The people killed in the crash have also begun to come into sharper focus. Coverage cited by Reuters and the Guardian identified the dead pilots as Antoine Forest and Mackenzie Gunther, two Canadian aviators at the beginning of their professional careers. The Guardian reported that Forest was 30 and had joined Jazz Aviation in 2022. In a statement carried by ALPA, the Air Line Pilots Association president Jason Ambrosi said: “The loss of our two fellow crewmembers onboard Flight 8646 is a profound tragedy.” He added: “These pilots dedicated their careers to the safe transport of passengers, and we are all thinking of their families, loved ones, and colleagues at Jazz Aviation during this devastating time.”

For passengers and surviving crew, the accounts that have emerged are of confusion, violence and then escape. People reported that the plane landed hard, hit the vehicle and then filled with screams as those on board tried to understand what had happened. Hospitals initially treated scores of people from the aircraft and the emergency vehicle, although many were later discharged. Port Authority executive director Kathryn Garcia said the truck had been responding to another aircraft that had reported an odour issue, while officials said dozens were taken to hospital in the immediate aftermath. By Monday night, the number still in hospital had fallen significantly, but the human and operational consequences remained severe.

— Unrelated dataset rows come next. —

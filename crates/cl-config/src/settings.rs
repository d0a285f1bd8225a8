//! Model settings types.
//!
//! Settings never change the model's structure. They supply the defaults the
//! data contract falls back to (a `tau_scale` or `L_omega_scale` of 0 means
//! "use the default"), the constants of the data-dependent pseudocount prior
//! scale, and the tolerances used when validating input data.

use serde::{Deserialize, Serialize};

/// Complete settings file.
#[derive(Debug, Clone, PartialEq, Serialize, Deserialize)]
pub struct Settings {
    pub schema_version: String,

    #[serde(default)]
    pub description: Option<String>,

    #[serde(default)]
    pub prior_defaults: PriorDefaults,

    #[serde(default)]
    pub kappa_nu_prior: KappaNuPrior,

    #[serde(default)]
    pub tolerances: Tolerances,
}

/// Fallback prior scales used when the data file passes 0.
#[derive(Debug, Clone, PartialEq, Serialize, Deserialize)]
pub struct PriorDefaults {
    /// Half-Cauchy scale for `m_0_tau` and `tau_0`.
    #[serde(default = "default_tau_scale")]
    pub tau_scale: f64,

    /// LKJ concentration for `m_0_L_omega` and `L_omega_0`.
    #[serde(default = "default_l_omega_scale")]
    pub l_omega_scale: f64,
}

/// Constants of the half-normal prior scale on `kappa_0` and `nu_0`.
///
/// `sigma_kappanu = count_multiplier · max(N)` when any category has data,
/// otherwise `empty_floor`.
#[derive(Debug, Clone, PartialEq, Serialize, Deserialize)]
pub struct KappaNuPrior {
    #[serde(default = "default_count_multiplier")]
    pub count_multiplier: f64,

    #[serde(default = "default_empty_floor")]
    pub empty_floor: f64,
}

/// Numerical tolerances for load-time data validation.
#[derive(Debug, Clone, PartialEq, Serialize, Deserialize)]
pub struct Tolerances {
    /// Relative tolerance for symmetry of scatter matrices.
    #[serde(default = "default_symmetry_tol")]
    pub symmetry: f64,

    /// Relative slack on the smallest eigenvalue of centered scatter.
    #[serde(default = "default_psd_tol")]
    pub psd: f64,

    /// Absolute slack on simplex sums and correlation-factor row norms.
    #[serde(default = "default_simplex_tol")]
    pub simplex: f64,
}

fn default_tau_scale() -> f64 {
    10.0
}

fn default_l_omega_scale() -> f64 {
    1.0
}

fn default_count_multiplier() -> f64 {
    4.0
}

fn default_empty_floor() -> f64 {
    10.0
}

fn default_symmetry_tol() -> f64 {
    1e-8
}

fn default_psd_tol() -> f64 {
    1e-8
}

fn default_simplex_tol() -> f64 {
    1e-9
}

impl Default for PriorDefaults {
    fn default() -> Self {
        Self {
            tau_scale: default_tau_scale(),
            l_omega_scale: default_l_omega_scale(),
        }
    }
}

impl Default for KappaNuPrior {
    fn default() -> Self {
        Self {
            count_multiplier: default_count_multiplier(),
            empty_floor: default_empty_floor(),
        }
    }
}

impl Default for Tolerances {
    fn default() -> Self {
        Self {
            symmetry: default_symmetry_tol(),
            psd: default_psd_tol(),
            simplex: default_simplex_tol(),
        }
    }
}

impl Default for Settings {
    fn default() -> Self {
        Self {
            schema_version: crate::SETTINGS_SCHEMA_VERSION.to_string(),
            description: None,
            prior_defaults: PriorDefaults::default(),
            kappa_nu_prior: KappaNuPrior::default(),
            tolerances: Tolerances::default(),
        }
    }
}

impl Settings {
    /// Load settings from a JSON file.
    pub fn from_file(path: &std::path::Path) -> Result<Self, crate::validate::ValidationError> {
        let content = std::fs::read_to_string(path).map_err(|e| {
            crate::validate::ValidationError::IoError(format!(
                "Failed to read {}: {}",
                path.display(),
                e
            ))
        })?;

        Self::from_json_str(&content)
    }

    /// Parse settings from a JSON string.
    pub fn from_json_str(json: &str) -> Result<Self, crate::validate::ValidationError> {
        serde_json::from_str(json).map_err(|e| {
            crate::validate::ValidationError::ParseError(format!("Invalid JSON: {}", e))
        })
    }

    /// Resolve a data-file half-Cauchy scale, where 0 means "default".
    pub fn effective_tau_scale(&self, requested: f64) -> f64 {
        if requested == 0.0 {
            self.prior_defaults.tau_scale
        } else {
            requested
        }
    }

    /// Resolve a data-file LKJ concentration, where 0 means "default".
    pub fn effective_l_omega_scale(&self, requested: f64) -> f64 {
        if requested == 0.0 {
            self.prior_defaults.l_omega_scale
        } else {
            requested
        }
    }
}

Tremblay’s own background has only deepened the emotional impact of her survival. The Guardian reported that she had worked for Jazz for 26 years, making her a long-serving member of the airline’s cabin crew rather than a newcomer. That detail, coupled with her daughter’s description of the injuries she sustained and the fact she remained strapped into her seat after being thrown from the aircraft, has made her story one of endurance as much as luck. In aviation disasters, cabin crew are often remembered for the help they give passengers in the worst moments. Here, one of them has become one of the most improbable survivors.

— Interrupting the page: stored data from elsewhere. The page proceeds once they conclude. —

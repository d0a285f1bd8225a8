//! Univariate log-densities used as priors on scale and pseudocount parameters.
//!
//! All functions follow the crate convention: NaN for invalid distribution
//! parameters, NEG_INFINITY for a point outside the support.

use super::stable::{LOG_PI, LOG_SQRT_2PI};
use std::f64::consts::LN_2;

/// Log of the Normal(mu, sigma) density at x.
pub fn normal_lpdf(x: f64, mu: f64, sigma: f64) -> f64 {
    if x.is_nan() || mu.is_nan() || sigma.is_nan() || sigma <= 0.0 || sigma.is_infinite() {
        return f64::NAN;
    }
    let z = (x - mu) / sigma;
    -0.5 * z * z - sigma.ln() - LOG_SQRT_2PI
}

/// Log of the half-normal density with scale sigma, supported on [0, inf).
pub fn half_normal_lpdf(x: f64, sigma: f64) -> f64 {
    let lp = normal_lpdf(x, 0.0, sigma);
    if lp.is_nan() {
        return f64::NAN;
    }
    if x < 0.0 {
        return f64::NEG_INFINITY;
    }
    LN_2 + lp
}

/// Log of the Cauchy(location, scale) density at x.
pub fn cauchy_lpdf(x: f64, location: f64, scale: f64) -> f64 {
    if x.is_nan() || location.is_nan() || scale.is_nan() || scale <= 0.0 || scale.is_infinite() {
        return f64::NAN;
    }
    let z = (x - location) / scale;
    -LOG_PI - scale.ln() - (z * z).ln_1p()
}

/// Log of the half-Cauchy density with the given scale, supported on [0, inf).
pub fn half_cauchy_lpdf(x: f64, scale: f64) -> f64 {
    let lp = cauchy_lpdf(x, 0.0, scale);
    if lp.is_nan() {
        return f64::NAN;
    }
    if x < 0.0 {
        return f64::NEG_INFINITY;
    }
    LN_2 + lp
}

#[cfg(test)]
mod tests {
    use super::*;

    fn approx_eq(a: f64, b: f64, tol: f64) -> bool {
        if a.is_nan() || b.is_nan() {
            return false;
        }
        (a - b).abs() <= tol
    }

    #[test]
    fn standard_normal_at_zero() {
        let lp = normal_lpdf(0.0, 0.0, 1.0);
        assert!(approx_eq(lp, -LOG_SQRT_2PI, 1e-12));
    }

    #[test]
    fn half_normal_is_twice_normal_on_support() {
        let x = 1.7;
        let sigma = 3.0;
        let diff = half_normal_lpdf(x, sigma) - normal_lpdf(x, 0.0, sigma);
        assert!(approx_eq(diff, LN_2, 1e-12));
    }

    #[test]
    fn half_densities_reject_negative_support() {
        assert_eq!(half_normal_lpdf(-0.1, 1.0), f64::NEG_INFINITY);
        assert_eq!(half_cauchy_lpdf(-0.1, 1.0), f64::NEG_INFINITY);
    }

    #[test]
    fn cauchy_known_value() {
        // Cauchy(0, 1) at x = 1: 1 / (2 pi)
        let lp = cauchy_lpdf(1.0, 0.0, 1.0);
        assert!(approx_eq(lp, -(2.0 * std::f64::consts::PI).ln(), 1e-12));
    }

    #[test]
    fn invalid_scales_are_nan() {
        assert!(normal_lpdf(0.0, 0.0, 0.0).is_nan());
        assert!(half_normal_lpdf(1.0, -1.0).is_nan());
        assert!(cauchy_lpdf(0.0, 0.0, f64::INFINITY).is_nan());
        assert!(half_cauchy_lpdf(f64::NAN, 1.0).is_nan());
    }

    #[test]
    fn half_cauchy_decreases_away_from_zero() {
        let near = half_cauchy_lpdf(0.5, 10.0);
        let far = half_cauchy_lpdf(50.0, 10.0);
        assert!(near > far);
    }
}
//! Conjugate Normal-Inverse-Wishart belief update.
//!
//! Each category's prior is `NIW(m₀, κ₀, S₀, ν₀)` with `S₀ = D·R·D`. Each
//! subject's learning-phase statistics update it in closed form; the
//! posterior predictive is a multivariate Student-t. Everything here is
//! recomputed from scratch on every evaluation.

use crate::data::{ModelData, SufficientStatistics};
use crate::density::DensityError;
use crate::matrix::{serialize_matrix, serialize_vector};
use crate::params::{CorrCholesky, ModelParams};
use cl_math::{cholesky_lower, quad_form_diag};
use nalgebra::{DMatrix, DVector};
use serde::Serialize;

/// Shared prior for one category. Immutable input to [`niw_update`].
#[derive(Debug, Clone, PartialEq)]
pub struct NiwPrior {
    pub kappa_0: f64,
    pub nu_0: f64,
    pub m_0: DVector<f64>,
    pub s_0: DMatrix<f64>,
}

impl NiwPrior {
    /// Prior of `category` (0-based) under a parameter draw.
    pub fn for_category(params: &ModelParams, category: usize) -> Self {
        Self {
            kappa_0: params.kappa_0,
            nu_0: params.nu_0,
            m_0: params.m_0[category].clone(),
            s_0: prior_scale_matrix(&params.tau_0[category], &params.l_omega_0[category]),
        }
    }
}

/// S₀ = diag(τ) · L Lᵀ · diag(τ).
pub fn prior_scale_matrix(tau: &DVector<f64>, l_omega: &CorrCholesky) -> DMatrix<f64> {
    quad_form_diag(&l_omega.correlation(), tau)
}

/// NIW posterior of one (category, subject) cell.
#[derive(Debug, Clone, PartialEq, Serialize)]
pub struct PosteriorState {
    pub kappa_n: f64,
    pub nu_n: f64,
    #[serde(serialize_with = "serialize_vector")]
    pub m_n: DVector<f64>,
    #[serde(serialize_with = "serialize_matrix")]
    pub s_n: DMatrix<f64>,
}

/// Parameters of the posterior predictive Student-t.
#[derive(Debug, Clone, PartialEq, Serialize)]
pub struct PredictiveScale {
    /// Degrees of freedom νₙ − K + 1.
    pub df: f64,
    #[serde(serialize_with = "serialize_vector")]
    pub location: DVector<f64>,
    #[serde(serialize_with = "serialize_matrix")]
    pub scale: DMatrix<f64>,
    /// Lower Cholesky factor of `scale`.
    #[serde(skip)]
    pub cholesky: DMatrix<f64>,
}

/// Closed-form NIW update.
///
/// An empty cell returns the prior unchanged. No definiteness check happens
/// here; that is the job of [`PosteriorState::predictive`].
pub fn niw_update(prior: &NiwPrior, stats: &SufficientStatistics) -> PosteriorState {
    if stats.count == 0 {
        return PosteriorState {
            kappa_n: prior.kappa_0,
            nu_n: prior.nu_0,
            m_n: prior.m_0.clone(),
            s_n: prior.s_0.clone(),
        };
    }
    let n = stats.count as f64;
    let kappa_n = prior.kappa_0 + n;
    let nu_n = prior.nu_0 + n;
    let m_n = (prior.kappa_0 * &prior.m_0 + n * &stats.mean) / kappa_n;
    let s_n = &prior.s_0 + &stats.sum_squares
        + prior.kappa_0 * &prior.m_0 * prior.m_0.transpose()
        - kappa_n * &m_n * m_n.transpose();
    PosteriorState {
        kappa_n,
        nu_n,
        m_n,
        s_n,
    }
}

impl PosteriorState {
    pub fn dim(&self) -> usize {
        self.m_n.len()
    }

    /// νₙ − K + 1.
    pub fn predictive_df(&self) -> f64 {
        self.nu_n - self.dim() as f64 + 1.0
    }

    /// Student-t predictive with scale Sₙ (κₙ + 1) / (κₙ (νₙ − K + 1)).
    pub fn predictive(&self) -> Result<PredictiveScale, DensityError> {
        let df = self.predictive_df();
        if df.is_nan() || df <= 0.0 {
            return Err(DensityError::Degenerate(format!(
                "predictive degrees of freedom nu_n - K + 1 = {} must be positive",
                df
            )));
        }
        let factor = (self.kappa_n + 1.0) / (self.kappa_n * df);
        let scale = &self.s_n * factor;
        let cholesky = cholesky_lower(&scale).ok_or_else(|| {
            DensityError::Degenerate("predictive scale is not symmetric positive definite".into())
        })?;
        Ok(PredictiveScale {
            df,
            location: self.m_n.clone(),
            scale,
            cholesky,
        })
    }
}

/// Posterior and predictive of one cell.
#[derive(Debug, Clone, PartialEq, Serialize)]
pub struct CellBelief {
    /// 1-based.
    pub category: usize,
    /// 1-based.
    pub subject: usize,
    pub posterior: PosteriorState,
    pub predictive: PredictiveScale,
}

/// Beliefs for every (category, subject) cell, row-major M×L.
#[derive(Debug, Clone, PartialEq, Serialize)]
pub struct Beliefs {
    pub num_categories: usize,
    pub num_subjects: usize,
    pub cells: Vec<CellBelief>,
}

impl Beliefs {
    /// Cell for a 0-based (category, subject).
    pub fn get(&self, category: usize, subject: usize) -> &CellBelief {
        &self.cells[category * self.num_subjects + subject]
    }
}

/// Run the update for every cell. Parameters must already be validated
/// against the data's M and K.
pub fn compute_beliefs(data: &ModelData, params: &ModelParams) -> Result<Beliefs, DensityError> {
    let m = data.num_categories();
    let l = data.num_subjects();
    let mut cells = Vec::with_capacity(m * l);
    for c in 0..m {
        let prior = NiwPrior::for_category(params, c);
        for s in 0..l {
            let posterior = niw_update(&prior, data.stats(c, s));
            let predictive = posterior.predictive().map_err(|e| match e {
                DensityError::Degenerate(msg) => DensityError::Degenerate(format!(
                    "category {}, subject {}: {}",
                    c + 1,
                    s + 1,
                    msg
                )),
                other => other,
            })?;
            cells.push(CellBelief {
                category: c + 1,
                subject: s + 1,
                posterior,
                predictive,
            });
        }
    }
    Ok(Beliefs {
        num_categories: m,
        num_subjects: l,
        cells,
    })
}

#[cfg(test)]
mod tests {
    use super::*;
    use cl_math::min_eigenvalue;

    fn approx_eq(a: f64, b: f64, tol: f64) -> bool {
        if a.is_nan() || b.is_nan() {
            return false;
        }
        (a - b).abs() <= tol
    }

    fn scalar_prior() -> NiwPrior {
        NiwPrior {
            kappa_0: 2.0,
            nu_0: 3.0,
            m_0: DVector::from_vec(vec![1.0]),
            s_0: DMatrix::from_element(1, 1, 4.0),
        }
    }

    fn scalar_stats(count: u64, mean: f64, scatter: f64) -> SufficientStatistics {
        SufficientStatistics {
            count,
            mean: DVector::from_vec(vec![mean]),
            sum_squares: DMatrix::from_element(1, 1, scatter + count as f64 * mean * mean),
        }
    }

    #[test]
    fn empty_cell_returns_prior_exactly() {
        let prior = scalar_prior();
        let post = niw_update(&prior, &SufficientStatistics::empty(1));
        assert_eq!(post.kappa_n, prior.kappa_0);
        assert_eq!(post.nu_n, prior.nu_0);
        assert_eq!(post.m_n, prior.m_0);
        assert_eq!(post.s_n, prior.s_0);
    }

    #[test]
    fn populated_cell_matches_closed_form() {
        // Scenario: N = 10, mean 5, zero scatter, kappa_0 = 2, nu_0 = 3.
        let prior = scalar_prior();
        let post = niw_update(&prior, &scalar_stats(10, 5.0, 0.0));
        assert_eq!(post.kappa_n, 12.0);
        assert_eq!(post.nu_n, 13.0);
        let expected_m = (2.0 * 1.0 + 10.0 * 5.0) / 12.0;
        assert!(approx_eq(post.m_n[0], expected_m, 1e-12));
        assert!(post.m_n[0] > 1.0 && post.m_n[0] < 5.0);
        // S_n = S_0 + Σx² + κ₀m₀² − κₙmₙ² = 4 + 250 + 2 − 12·mₙ²
        let expected_s = 4.0 + 250.0 + 2.0 - 12.0 * expected_m * expected_m;
        assert!(approx_eq(post.s_n[(0, 0)], expected_s, 1e-9));
    }

    #[test]
    fn posterior_scatter_equals_centered_form() {
        // Sₙ = S₀ + C + κ₀N/κₙ (x̄ − m₀)(x̄ − m₀)ᵀ with C the centered scatter.
        let prior = scalar_prior();
        let post = niw_update(&prior, &scalar_stats(6, -2.0, 3.0));
        let shrink = 2.0 * 6.0 / 8.0;
        let expected = 4.0 + 3.0 + shrink * 9.0;
        assert!(approx_eq(post.s_n[(0, 0)], expected, 1e-9));
    }

    #[test]
    fn predictive_scale_formula() {
        let post = PosteriorState {
            kappa_n: 4.0,
            nu_n: 5.0,
            m_n: DVector::from_vec(vec![0.0, 1.0]),
            s_n: DMatrix::from_row_slice(2, 2, &[2.0, 0.5, 0.5, 1.0]),
        };
        let pred = post.predictive().unwrap();
        assert_eq!(pred.df, 4.0);
        let factor = 5.0 / (4.0 * 4.0);
        assert!(approx_eq(pred.scale[(0, 1)], 0.5 * factor, 1e-15));
        assert!(min_eigenvalue(&pred.scale) > 0.0);
        let rebuilt = &pred.cholesky * pred.cholesky.transpose();
        assert!((rebuilt - &pred.scale).amax() < 1e-12);
    }

    #[test]
    fn non_positive_df_is_degenerate() {
        let post = PosteriorState {
            kappa_n: 4.0,
            nu_n: 0.5,
            m_n: DVector::zeros(2),
            s_n: DMatrix::identity(2, 2),
        };
        assert!(matches!(post.predictive(), Err(DensityError::Degenerate(_))));
    }

    #[test]
    fn indefinite_scale_is_degenerate() {
        let post = PosteriorState {
            kappa_n: 4.0,
            nu_n: 5.0,
            m_n: DVector::zeros(2),
            s_n: DMatrix::from_row_slice(2, 2, &[1.0, 2.0, 2.0, 1.0]),
        };
        let err = post.predictive().unwrap_err();
        assert!(err.to_string().contains("positive definite"));
    }

    #[test]
    fn prior_scale_matrix_is_spd() {
        let r = DMatrix::from_row_slice(2, 2, &[1.0, 0.3, 0.3, 1.0]);
        let l = CorrCholesky::new(cl_math::corr_cholesky_from_matrix(&r).unwrap(), 1e-9).unwrap();
        let tau = DVector::from_vec(vec![2.0, 0.5]);
        let s0 = prior_scale_matrix(&tau, &l);
        assert!(approx_eq(s0[(0, 0)], 4.0, 1e-12));
        assert!(approx_eq(s0[(0, 1)], 0.3, 1e-12));
        assert!(approx_eq(s0[(1, 1)], 0.25, 1e-12));
        assert!(min_eigenvalue(&s0) > 0.0);
    }
}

The crash has also landed in a wider moment of anxiety around air safety and airport operations in the United States, though investigators have been careful not to leap ahead of the evidence. Reuters reported that attention has fallen on air traffic control procedures, communications and the handling of simultaneous emergencies. Transportation Secretary Sean Duffy said staffing was not the issue at LaGuardia, but the recordings have raised obvious questions about decision-making in the tower in the seconds before impact. For now, the investigation is centred on what was cleared, what was heard, and why the warning to stop came too late.

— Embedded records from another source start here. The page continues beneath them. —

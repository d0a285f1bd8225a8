//! Post hoc reporting of a parameter draw.
//!
//! Reconstructs the population correlation and covariance of `m_0` and the
//! per-category prior scale matrices. Nothing here feeds back into the
//! density.

use crate::density::DensityError;
use crate::matrix::{serialize_matrices, serialize_matrix, serialize_vector};
use crate::params::ModelParams;
use crate::update::prior_scale_matrix;
use cl_math::{corr_cholesky_from_matrix, decompose_covariance, quad_form_diag};
use nalgebra::{DMatrix, DVector};
use serde::Serialize;

/// Derived matrices for one draw.
#[derive(Debug, Clone, PartialEq, Serialize)]
pub struct DrawReport {
    /// m_0_L_omega · m_0_L_omegaᵀ.
    #[serde(serialize_with = "serialize_matrix")]
    pub m_0_cor: DMatrix<f64>,
    /// diag(m_0_tau) · m_0_cor · diag(m_0_tau).
    #[serde(serialize_with = "serialize_matrix")]
    pub m_0_cov: DMatrix<f64>,
    /// Per-category S₀.
    #[serde(rename = "S_0", serialize_with = "serialize_matrices")]
    pub s_0: Vec<DMatrix<f64>>,
}

/// Report matrices for one draw.
pub fn report_draw(params: &ModelParams) -> DrawReport {
    let m_0_cor = params.m_0_l_omega.correlation();
    let m_0_cov = quad_form_diag(&m_0_cor, &params.m_0_tau);
    let s_0 = params
        .tau_0
        .iter()
        .zip(&params.l_omega_0)
        .map(|(tau, l)| prior_scale_matrix(tau, l))
        .collect();
    DrawReport {
        m_0_cor,
        m_0_cov,
        s_0,
    }
}

/// Scale vector, correlation matrix, and correlation Cholesky factor of a
/// covariance matrix.
#[derive(Debug, Clone, PartialEq, Serialize)]
pub struct CovarianceParts {
    #[serde(serialize_with = "serialize_vector")]
    pub tau: DVector<f64>,
    #[serde(serialize_with = "serialize_matrix")]
    pub correlation: DMatrix<f64>,
    #[serde(serialize_with = "serialize_matrix")]
    pub cholesky: DMatrix<f64>,
}

/// Inverse of the reporting transform: recover (τ, R, L) from a covariance.
pub fn decompose(cov: &DMatrix<f64>) -> Result<CovarianceParts, DensityError> {
    let (tau, correlation) = decompose_covariance(cov).ok_or_else(|| {
        DensityError::Degenerate("covariance must be square with a positive diagonal".into())
    })?;
    let cholesky = corr_cholesky_from_matrix(&correlation).ok_or_else(|| {
        DensityError::Degenerate("correlation matrix is not positive definite".into())
    })?;
    Ok(CovarianceParts {
        tau,
        correlation,
        cholesky,
    })
}

#[cfg(test)]
mod tests {
    use super::*;
    use crate::params::CorrCholesky;

    fn factor(r: f64) -> CorrCholesky {
        let l = DMatrix::from_row_slice(2, 2, &[1.0, 0.0, r, (1.0 - r * r).sqrt()]);
        CorrCholesky::new(l, 1e-12).unwrap()
    }

    fn params() -> ModelParams {
        ModelParams {
            kappa_0: 3.0,
            nu_0: 3.0,
            m_0: vec![DVector::zeros(2); 2],
            m_0_tau: DVector::from_vec(vec![2.0, 3.0]),
            m_0_l_omega: factor(0.4),
            tau_0: vec![DVector::from_vec(vec![1.0, 0.5]), DVector::from_vec(vec![2.0, 2.0])],
            l_omega_0: vec![factor(0.0), factor(-0.5)],
            lapse_rate: 0.0,
        }
    }

    #[test]
    fn report_matrices() {
        let report = report_draw(&params());
        assert!((report.m_0_cor[(0, 1)] - 0.4).abs() < 1e-12);
        assert!((report.m_0_cov[(0, 0)] - 4.0).abs() < 1e-12);
        assert!((report.m_0_cov[(0, 1)] - 0.4 * 6.0).abs() < 1e-12);
        assert!((report.m_0_cov[(1, 1)] - 9.0).abs() < 1e-12);
        assert_eq!(report.s_0.len(), 2);
        assert!((report.s_0[1][(1, 0)] + 2.0).abs() < 1e-12);
    }

    #[test]
    fn decompose_recovers_draw() {
        let p = params();
        let report = report_draw(&p);
        let parts = decompose(&report.m_0_cov).unwrap();
        assert!((&parts.tau - &p.m_0_tau).amax() < 1e-12);
        assert!((&parts.correlation - &report.m_0_cor).amax() < 1e-12);
        assert!((&parts.cholesky - p.m_0_l_omega.factor()).amax() < 1e-12);
    }

    #[test]
    fn decompose_rejects_degenerate_covariance() {
        let cov = DMatrix::from_row_slice(2, 2, &[1.0, 0.0, 0.0, -1.0]);
        assert!(decompose(&cov).is_err());
    }

    #[test]
    fn report_serializes_with_model_names() {
        let json = serde_json::to_value(report_draw(&params())).unwrap();
        assert!(json.get("m_0_cor").is_some());
        assert!(json.get("m_0_cov").is_some());
        assert_eq!(json["S_0"].as_array().map(Vec::len), Some(2));
    }
}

In Canada, the loss of the pilots and the survival of Tremblay prompted a wave of reaction. Canadian Prime Minister Mark Carney described the collision as “deeply saddening”, while labour representatives and colleagues in aviation expressed sympathy for the crew and their families. But for one family, the story now turns on recovery rather than only grief. Tremblay survived a collision that destroyed the front of her aircraft, killed the two pilots ahead of her and left investigators trying to reconstruct a sequence of decisions measured in seconds. Her daughter’s account has not tried to make sense of every technical detail. Instead, it has fixed on the one fact that, amid the wreckage and the deaths, has seemed hardest to explain: she is still alive.